== Segment start ==

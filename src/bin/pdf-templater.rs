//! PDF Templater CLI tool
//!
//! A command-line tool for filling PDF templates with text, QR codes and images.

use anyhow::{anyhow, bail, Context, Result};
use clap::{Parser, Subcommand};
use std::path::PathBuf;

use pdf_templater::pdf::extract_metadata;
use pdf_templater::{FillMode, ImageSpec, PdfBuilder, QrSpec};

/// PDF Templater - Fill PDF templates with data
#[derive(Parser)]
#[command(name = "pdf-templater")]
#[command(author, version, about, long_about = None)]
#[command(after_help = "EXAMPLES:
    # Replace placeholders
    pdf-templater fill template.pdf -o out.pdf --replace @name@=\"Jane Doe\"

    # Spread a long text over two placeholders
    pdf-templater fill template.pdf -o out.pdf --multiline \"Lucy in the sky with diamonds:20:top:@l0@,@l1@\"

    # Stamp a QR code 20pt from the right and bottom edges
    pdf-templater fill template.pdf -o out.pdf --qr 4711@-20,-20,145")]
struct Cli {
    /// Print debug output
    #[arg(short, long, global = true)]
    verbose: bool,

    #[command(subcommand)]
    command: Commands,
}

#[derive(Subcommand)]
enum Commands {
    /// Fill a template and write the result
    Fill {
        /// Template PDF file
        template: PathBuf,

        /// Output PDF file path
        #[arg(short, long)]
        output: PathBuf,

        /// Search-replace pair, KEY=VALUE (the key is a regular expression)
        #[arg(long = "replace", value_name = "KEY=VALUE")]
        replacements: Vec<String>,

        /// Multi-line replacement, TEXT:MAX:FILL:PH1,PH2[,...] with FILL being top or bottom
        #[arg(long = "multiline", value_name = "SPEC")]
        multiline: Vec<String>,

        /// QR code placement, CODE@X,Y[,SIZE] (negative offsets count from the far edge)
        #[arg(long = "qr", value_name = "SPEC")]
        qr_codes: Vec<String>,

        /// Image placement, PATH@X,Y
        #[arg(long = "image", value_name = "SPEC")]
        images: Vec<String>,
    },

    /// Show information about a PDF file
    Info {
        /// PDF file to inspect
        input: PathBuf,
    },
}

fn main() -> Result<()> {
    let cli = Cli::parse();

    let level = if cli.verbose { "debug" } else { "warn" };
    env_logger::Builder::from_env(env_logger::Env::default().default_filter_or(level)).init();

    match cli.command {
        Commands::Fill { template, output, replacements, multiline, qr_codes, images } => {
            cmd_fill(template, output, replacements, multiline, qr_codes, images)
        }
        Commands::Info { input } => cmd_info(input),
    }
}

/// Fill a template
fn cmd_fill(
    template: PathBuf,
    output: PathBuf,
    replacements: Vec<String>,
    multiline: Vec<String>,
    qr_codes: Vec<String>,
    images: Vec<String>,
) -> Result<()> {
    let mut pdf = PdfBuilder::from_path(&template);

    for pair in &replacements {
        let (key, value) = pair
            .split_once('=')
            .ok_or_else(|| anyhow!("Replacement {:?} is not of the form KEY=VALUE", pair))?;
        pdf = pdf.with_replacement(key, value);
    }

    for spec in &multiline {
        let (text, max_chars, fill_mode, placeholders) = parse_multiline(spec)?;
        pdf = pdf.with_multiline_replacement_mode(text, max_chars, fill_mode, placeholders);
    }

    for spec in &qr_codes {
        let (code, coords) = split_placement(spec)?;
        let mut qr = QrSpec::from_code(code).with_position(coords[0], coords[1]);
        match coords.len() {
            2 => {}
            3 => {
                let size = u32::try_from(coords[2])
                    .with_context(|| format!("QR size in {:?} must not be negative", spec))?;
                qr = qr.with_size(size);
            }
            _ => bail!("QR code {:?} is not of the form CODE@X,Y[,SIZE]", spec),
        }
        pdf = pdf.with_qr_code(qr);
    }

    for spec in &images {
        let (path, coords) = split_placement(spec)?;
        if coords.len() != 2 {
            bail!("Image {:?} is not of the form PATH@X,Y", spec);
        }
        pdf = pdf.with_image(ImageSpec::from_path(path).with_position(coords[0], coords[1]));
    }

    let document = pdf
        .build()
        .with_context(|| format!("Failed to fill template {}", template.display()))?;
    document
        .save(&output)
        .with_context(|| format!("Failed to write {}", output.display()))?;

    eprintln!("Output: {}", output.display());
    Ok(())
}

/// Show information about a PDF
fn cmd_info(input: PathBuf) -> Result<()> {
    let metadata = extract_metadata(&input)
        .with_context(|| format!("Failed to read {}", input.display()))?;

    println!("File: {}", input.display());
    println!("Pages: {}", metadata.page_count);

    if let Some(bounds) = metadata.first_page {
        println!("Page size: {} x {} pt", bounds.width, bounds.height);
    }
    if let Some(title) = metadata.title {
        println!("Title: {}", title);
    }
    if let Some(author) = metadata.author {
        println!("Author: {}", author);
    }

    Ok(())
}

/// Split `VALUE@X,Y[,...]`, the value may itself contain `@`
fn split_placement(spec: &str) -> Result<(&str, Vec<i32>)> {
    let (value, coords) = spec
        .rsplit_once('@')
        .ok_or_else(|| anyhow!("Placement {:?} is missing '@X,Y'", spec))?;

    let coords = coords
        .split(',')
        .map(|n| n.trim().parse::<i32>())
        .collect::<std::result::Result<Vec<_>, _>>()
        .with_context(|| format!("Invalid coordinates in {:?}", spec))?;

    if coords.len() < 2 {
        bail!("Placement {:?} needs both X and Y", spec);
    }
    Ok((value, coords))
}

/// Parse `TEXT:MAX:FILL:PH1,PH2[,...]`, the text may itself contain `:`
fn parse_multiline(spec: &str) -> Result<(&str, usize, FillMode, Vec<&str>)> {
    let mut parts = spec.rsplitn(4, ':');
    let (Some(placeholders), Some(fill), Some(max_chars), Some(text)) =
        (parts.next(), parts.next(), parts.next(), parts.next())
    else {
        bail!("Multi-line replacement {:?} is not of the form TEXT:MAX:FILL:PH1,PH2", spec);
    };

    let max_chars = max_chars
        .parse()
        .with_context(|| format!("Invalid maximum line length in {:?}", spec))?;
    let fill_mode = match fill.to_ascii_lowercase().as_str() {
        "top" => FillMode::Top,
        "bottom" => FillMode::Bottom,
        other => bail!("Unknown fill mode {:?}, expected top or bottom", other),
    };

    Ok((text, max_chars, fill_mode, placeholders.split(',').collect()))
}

== Segment end ==

ASSIGNED TASK
Write out every entry verbatim.

ANSWER
filename src/bin/pdf-templater.rs
//! PDF Templater CLI tool
//!
//! A command-line tool for filling PDF templates with text, QR codes and images.

use anyhow::{anyhow, bail, Context, Result};
use clap::{Parser, Subcommand};
use std::path::PathBuf;

use pdf_templater::pdf::extract_metadata;
use pdf_templater::{FillMode, ImageSpec, PdfBuilder, QrSpec};

/// PDF Templater - Fill PDF templates with data
#[derive(Parser)]
#[command(name = "pdf-templater")]
#[command(author, version, about, long_about = None)]
#[command(after_help = "EXAMPLES:
    # Replace placeholders
    pdf-templater fill template.pdf -o out.pdf --replace @name@=\"Jane Doe\"

    # Spread a long text over two placeholders
    pdf-templater fill template.pdf -o out.pdf --multiline \"Lucy in the sky with diamonds:20:top:@l0@,@l1@\"

    # Stamp a QR code 20pt from the right and bottom edges
    pdf-templater fill template.pdf -o out.pdf --qr 4711@-20,-20,145")]
struct Cli {
    /// Print debug output
    #[arg(short, long, global = true)]
    verbose: bool,

    #[command(subcommand)]
    command: Commands,
}

#[derive(Subcommand)]
enum Commands {
    /// Fill a template and write the result
    Fill {
        /// Template PDF file
        template: PathBuf,

        /// Output PDF file path
        #[arg(short, long)]
        output: PathBuf,

        /// Search-replace pair, KEY=VALUE (the key is a regular expression)
        #[arg(long = "replace", value_name = "KEY=VALUE")]
        replacements: Vec<String>,

        /// Multi-line replacement, TEXT:MAX:FILL:PH1,PH2[,...] with FILL being top or bottom
        #[arg(long = "multiline", value_name = "SPEC")]
        multiline: Vec<String>,

        /// QR code placement, CODE@X,Y[,SIZE] (negative offsets count from the far edge)
        #[arg(long = "qr", value_name = "SPEC")]
        qr_codes: Vec<String>,

        /// Image placement, PATH@X,Y
        #[arg(long = "image", value_name = "SPEC")]
        images: Vec<String>,
    },

    /// Show information about a PDF file
    Info {
        /// PDF file to inspect
        input: PathBuf,
    },
}

fn main() -> Result<()> {
    let cli = Cli::parse();

    let level = if cli.verbose { "debug" } else { "warn" };
    env_logger::Builder::from_env(env_logger::Env::default().default_filter_or(level)).init();

    match cli.command {
        Commands::Fill { template, output, replacements, multiline, qr_codes, images } => {
            cmd_fill(template, output, replacements, multiline, qr_codes, images)
        }
        Commands::Info { input } => cmd_info(input),
    }
}

/// Fill a template
fn cmd_fill(
    template: PathBuf,
    output: PathBuf,
    replacements: Vec<String>,
    multiline: Vec<String>,
    qr_codes: Vec<String>,
    images: Vec<String>,
) -> Result<()> {
    let mut pdf = PdfBuilder::from_path(&template);

    for pair in &replacements {
        let (key, value) = pair
            .split_once('=')
            .ok_or_else(|| anyhow!("Replacement {:?} is not of the form KEY=VALUE", pair))?;
        pdf = pdf.with_replacement(key, value);
    }

    for spec in &multiline {
        let (text, max_chars, fill_mode, placeholders) = parse_multiline(spec)?;
        pdf = pdf.with_multiline_replacement_mode(text, max_chars, fill_mode, placeholders);
    }

    for spec in &qr_codes {
        let (code, coords) = split_placement(spec)?;
        let mut qr = QrSpec::from_code(code).with_position(coords[0], coords[1]);
        match coords.len() {
            2 => {}
            3 => {
                let size = u32::try_from(coords[2])
                    .with_context(|| format!("QR size in {:?} must not be negative", spec))?;
                qr = qr.with_size(size);
            }
            _ => bail!("QR code {:?} is not of the form CODE@X,Y[,SIZE]", spec),
        }
        pdf = pdf.with_qr_code(qr);
    }

    for spec in &images {
        let (path, coords) = split_placement(spec)?;
        if coords.len() != 2 {
            bail!("Image {:?} is not of the form PATH@X,Y", spec);
        }
        pdf = pdf.with_image(ImageSpec::from_path(path).with_position(coords[0], coords[1]));
    }

    let document = pdf
        .build()
        .with_context(|| format!("Failed to fill template {}", template.display()))?;
    document
        .save(&output)
        .with_context(|| format!("Failed to write {}", output.display()))?;

    eprintln!("Output: {}", output.display());
    Ok(())
}

/// Show information about a PDF
fn cmd_info(input: PathBuf) -> Result<()> {
    let metadata = extract_metadata(&input)
        .with_context(|| format!("Failed to read {}", input.display()))?;

    println!("File: {}", input.display());
    println!("Pages: {}", metadata.page_count);

    if let Some(bounds) = metadata.first_page {
        println!("Page size: {} x {} pt", bounds.width, bounds.height);
    }
    if let Some(title) = metadata.title {
        println!("Title: {}", title);
    }
    if let Some(author) = metadata.author {
        println!("Author: {}", author);
    }

    Ok(())
}

/// Split `VALUE@X,Y[,...]`, the value may itself contain `@`
fn split_placement(spec: &str) -> Result<(&str, Vec<i32>)> {
    let (value, coords) = spec
        .rsplit_once('@')
        .ok_or_else(|| anyhow!("Placement {:?} is missing '@X,Y'", spec))?;

    let coords = coords
        .split(',')
        .map(|n| n.trim().parse::<i32>())
        .collect::<std::result::Result<Vec<_>, _>>()
        .with_context(|| format!("Invalid coordinates in {:?}", spec))?;

    if coords.len() < 2 {
        bail!("Placement {:?} needs both X and Y", spec);
    }
    Ok((value, coords))
}

/// Parse `TEXT:MAX:FILL:PH1,PH2[,...]`, the text may itself contain `:`
fn parse_multiline(spec: &str) -> Result<(&str, usize, FillMode, Vec<&str>)> {
    let mut parts = spec.rsplitn(4, ':');
    let (Some(placeholders), Some(fill), Some(max_chars), Some(text)) =
        (parts.next(), parts.next(), parts.next(), parts.next())
    else {
        bail!("Multi-line replacement {:?} is not of the form TEXT:MAX:FILL:PH1,PH2", spec);
    };

    let max_chars = max_chars
        .parse()
        .with_context(|| format!("Invalid maximum line length in {:?}", spec))?;
    let fill_mode = match fill.to_ascii_lowercase().as_str() {
        "top" => FillMode::Top,
        "bottom" => FillMode::Bottom,
        other => bail!("Unknown fill mode {:?}, expected top or bottom", other),
    };

    Ok((text, max_chars, fill_mode, placeholders.split(',').collect()))
}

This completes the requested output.